Le plus important est toujours de retrouver Malie, intervint Zelbe.
D’après ce que tu nous as dit, il semblerait que c’est ce prétendu Orion qui l’a enlevé. Si on parvient à le trouver, on devrait pouvoir retrouver Malie.»
Ils se mirent aussitôt en route, mais je demeurai immobile, hésitant. J’ignorais si je devais leur parler du cadavre et du sang qui se trouvait maintenant à l’intérieur de mon corps. Ça semblait être une information importante, mais est-ce qu’ils allaient comprendre? Leonae sembla remarquer que je n’avançai pas. Pour une elfe aveugle, elle ne laissait pas passer grand-chose. « Est-ce que ça va Lorkhan ?
… Il y avait quelque chose d’autre dans la grotte.
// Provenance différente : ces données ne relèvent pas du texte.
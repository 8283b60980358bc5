//! # Authentication and Authorization
//!
//! Operator bearer authentication and tenant header validation for the
//! `/api/v1` routes. Webhook intake is authenticated by signature instead and
//! does not pass through this layer.

use std::sync::Arc;

use axum::{
    extract::{FromRef, FromRequestParts, Request, State},
    http::{HeaderMap, header::AUTHORIZATION, request::Parts},
    middleware::Next,
    response::Response,
};
use serde::{Deserialize, Serialize};
use subtle::ConstantTimeEq;
use utoipa::IntoParams;
use uuid::Uuid;

use crate::config::AppConfig;
use crate::error::{ApiError, unauthorized, validation_error};
use crate::server::AppState;
use crate::telemetry::TraceContext;

pub const TENANT_HEADER: &str = "X-Tenant-Id";

/// Tenant ID wrapper for type safety
#[derive(Debug, Clone, Copy, Serialize, Deserialize, PartialEq, Eq)]
pub struct TenantId(pub Uuid);

/// Marker type for authenticated operator requests
#[derive(Debug, Clone, Copy, PartialEq, Eq)]
pub struct OperatorAuth;

/// Extractor for tenant ID from request extensions
#[derive(Debug, Clone, Copy)]
pub struct TenantExtension(pub TenantId);

impl TenantExtension {
    pub fn id(&self) -> Uuid {
        self.0.0
    }
}

impl FromRef<AppState> for Arc<AppConfig> {
    fn from_ref(app_state: &AppState) -> Self {
        Arc::clone(&app_state.config)
    }
}

/// Authentication middleware that validates bearer tokens and tenant headers
pub async fn auth_middleware(
    State(config): State<Arc<AppConfig>>,
    mut request: Request,
    next: Next,
) -> Result<Response, ApiError> {
    let trace_id = request
        .extensions()
        .get::<TraceContext>()
        .map(|ctx| ctx.trace_id.clone());

    let tenant = authenticate(&config, request.headers()).map_err(|mut err| {
        if let Some(trace_id) = trace_id {
            err.trace_id = Some(trace_id.into_boxed_str());
        }
        err
    })?;
    tracing::debug!(tenant_id = %tenant.0, "authenticated operator request");

    request.extensions_mut().insert(TenantExtension(tenant));
    request.extensions_mut().insert(OperatorAuth);

    Ok(next.run(request).await)
}

fn authenticate(config: &AppConfig, headers: &HeaderMap) -> Result<TenantId, ApiError> {
    let token = extract_bearer_token(headers)?;
    validate_token(config, token)?;
    extract_tenant_id(headers)
}

fn extract_bearer_token(headers: &HeaderMap) -> Result<&str, ApiError> {
    let header = headers
        .get(AUTHORIZATION)
        .ok_or_else(|| unauthorized(Some("Missing Authorization header")))?
        .to_str()
        .map_err(|_| unauthorized(Some("Invalid Authorization header")))?;

    header
        .strip_prefix("Bearer ")
        .map(str::trim)
        .filter(|token| !token.is_empty())
        .ok_or_else(|| unauthorized(Some("Authorization header must use Bearer scheme")))
}

fn validate_token(config: &AppConfig, token: &str) -> Result<(), ApiError> {
    let is_valid = config
        .operator_tokens
        .iter()
        .any(|configured| ConstantTimeEq::ct_eq(token.as_bytes(), configured.as_bytes()).into());

    if is_valid {
        Ok(())
    } else {
        Err(unauthorized(Some("Invalid bearer token")))
    }
}

fn extract_tenant_id(headers: &HeaderMap) -> Result<TenantId, ApiError> {
    let header_value = headers
        .get(TENANT_HEADER)
        .ok_or_else(|| {
            validation_error(
                "Missing required header",
                serde_json::json!({ TENANT_HEADER: "Required header is missing" }),
            )
        })?
        .to_str()
        .map_err(|_| {
            validation_error(
                "Invalid tenant header",
                serde_json::json!({ TENANT_HEADER: "Header must be valid UTF-8" }),
            )
        })?;

    header_value.trim().parse::<Uuid>().map(TenantId).map_err(|_| {
        validation_error(
            "Invalid tenant ID",
            serde_json::json!({ TENANT_HEADER: "Must be a valid UUID" }),
        )
    })
}

/// OpenAPI header parameter for X-Tenant-Id
#[derive(Debug, Serialize, Deserialize, IntoParams, utoipa::ToSchema)]
#[into_params(parameter_in = Header)]
pub struct TenantHeader {
    /// Tenant identifier (UUID) that scopes the request to a specific tenant
    #[serde(rename = "X-Tenant-Id")]
    #[param(rename = "X-Tenant-Id", value_type = String)]
    pub tenant_id: String,
}

impl<S> FromRequestParts<S> for TenantExtension
where
    S: Send + Sync,
{
    type Rejection = ApiError;

    async fn from_request_parts(parts: &mut Parts, _state: &S) -> Result<Self, Self::Rejection> {
        parts
            .extensions
            .get::<TenantExtension>()
            .copied()
            .ok_or_else(|| {
                validation_error(
                    "Tenant context missing",
                    serde_json::json!({ TENANT_HEADER: "Tenant context not present" }),
                )
            })
    }
}

impl<S> FromRequestParts<S> for OperatorAuth
where
    S: Send + Sync,
{
    type Rejection = ApiError;

    async fn from_request_parts(parts: &mut Parts, _state: &S) -> Result<Self, Self::Rejection> {
        parts
            .extensions
            .get::<OperatorAuth>()
            .copied()
            .ok_or_else(|| unauthorized(Some("Operator authentication required")))
    }
}

#[cfg(test)]
mod tests {
    use super::*;
    use axum::{
        Router,
        body::Body,
        http::{Request, StatusCode},
        routing::get,
    };
    use tower::ServiceExt;

    fn create_test_config() -> Arc<AppConfig> {
        Arc::new(AppConfig {
            operator_tokens: vec!["test-token-123".to_string()],
            ..Default::default()
        })
    }

    async fn run_middleware(config: Arc<AppConfig>, request: Request<Body>) -> Response {
        async fn handler(tenant: TenantExtension) -> String {
            tenant.id().to_string()
        }

        Router::new()
            .route("/test", get(handler))
            .layer(axum::middleware::from_fn_with_state(config, auth_middleware))
            .oneshot(request)
            .await
            .unwrap()
    }

    #[tokio::test]
    async fn missing_auth_header_returns_401() {
        let request = Request::builder()
            .uri("/test")
            .header(TENANT_HEADER, Uuid::new_v4().to_string())
            .body(Body::empty())
            .unwrap();

        let response = run_middleware(create_test_config(), request).await;
        assert_eq!(response.status(), StatusCode::UNAUTHORIZED);
    }

    #[tokio::test]
    async fn invalid_auth_scheme_returns_401() {
        let request = Request::builder()
            .uri("/test")
            .header("Authorization", "Basic dGVzdDoxMjM=")
            .header(TENANT_HEADER, Uuid::new_v4().to_string())
            .body(Body::empty())
            .unwrap();

        let response = run_middleware(create_test_config(), request).await;
        assert_eq!(response.status(), StatusCode::UNAUTHORIZED);
    }

    #[tokio::test]
    async fn invalid_token_returns_401() {
        let request = Request::builder()
            .uri("/test")
            .header("Authorization", "Bearer wrong-token")
            .header(TENANT_HEADER, Uuid::new_v4().to_string())
            .body(Body::empty())
            .unwrap();

        let response = run_middleware(create_test_config(), request).await;
        assert_eq!(response.status(), StatusCode::UNAUTHORIZED);
    }

    #[tokio::test]
    async fn missing_tenant_header_returns_400() {
        let request = Request::builder()
            .uri("/test")
            .header("Authorization", "Bearer test-token-123")
            .body(Body::empty())
            .unwrap();

        let response = run_middleware(create_test_config(), request).await;
        assert_eq!(response.status(), StatusCode::BAD_REQUEST);
    }

    #[tokio::test]
    async fn invalid_tenant_uuid_returns_400() {
        let request = Request::builder()
            .uri("/test")
            .header("Authorization", "Bearer test-token-123")
            .header(TENANT_HEADER, "not-a-uuid")
            .body(Body::empty())
            .unwrap();

        let response = run_middleware(create_test_config(), request).await;
        assert_eq!(response.status(), StatusCode::BAD_REQUEST);
    }

    #[tokio::test]
    async fn valid_request_exposes_tenant_to_handler() {
        let tenant = Uuid::new_v4();
        let request = Request::builder()
            .uri("/test")
            .header("Authorization", "Bearer test-token-123")
            .header(TENANT_HEADER, tenant.to_string())
            .body(Body::empty())
            .unwrap();

        let response = run_middleware(create_test_config(), request).await;
        assert_eq!(response.status(), StatusCode::OK);
        let body = axum::body::to_bytes(response.into_body(), usize::MAX)
            .await
            .unwrap();
        assert_eq!(body, tenant.to_string().as_bytes());
    }

    #[tokio::test]
    async fn empty_token_list_rejects_everything() {
        let config = Arc::new(AppConfig::default());
        let request = Request::builder()
            .uri("/test")
            .header("Authorization", "Bearer anything")
            .header(TENANT_HEADER, Uuid::new_v4().to_string())
            .body(Body::empty())
            .unwrap();

        let response = run_middleware(config, request).await;
        assert_eq!(response.status(), StatusCode::UNAUTHORIZED);
    }
}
Peux-tu être plus précis ? interrogea Le.
C’était un cadavre animé par une force magique étrange. Je ne sais pas vraiment comment l’expliquer mais c’est son sang qui se trouve maintenant à l’intérieur de mon corps. Quoique ce soit, c’est ça qui est responsable de la disparition des Gossi. Et c’est parce qu’il est à l’intérieur de mon corps qu’elles me suivent.
Si tu continues comme ça, petit, y aura plus de monde à l’intérieur de ton corps que sur le grand champ de bataille. Fit remarquer Zapar qui semblait ne pas vraiment me croire.
Ce qu’il dit est vrai, il y a une nouvelle énergie à l’intérieur de son corps. Quelque chose que je n’avais pas senti avant, analysa Le.
Est-ce que c’est une force hostile ? interrogea Jack.
Non, répondis-je, au contraire, elle m’a permis d’affuter mes sens.
Dans ce cas, on s’en occupera un peu plus tard, il faut éviter de perdre du temps pour retrouver la fille.»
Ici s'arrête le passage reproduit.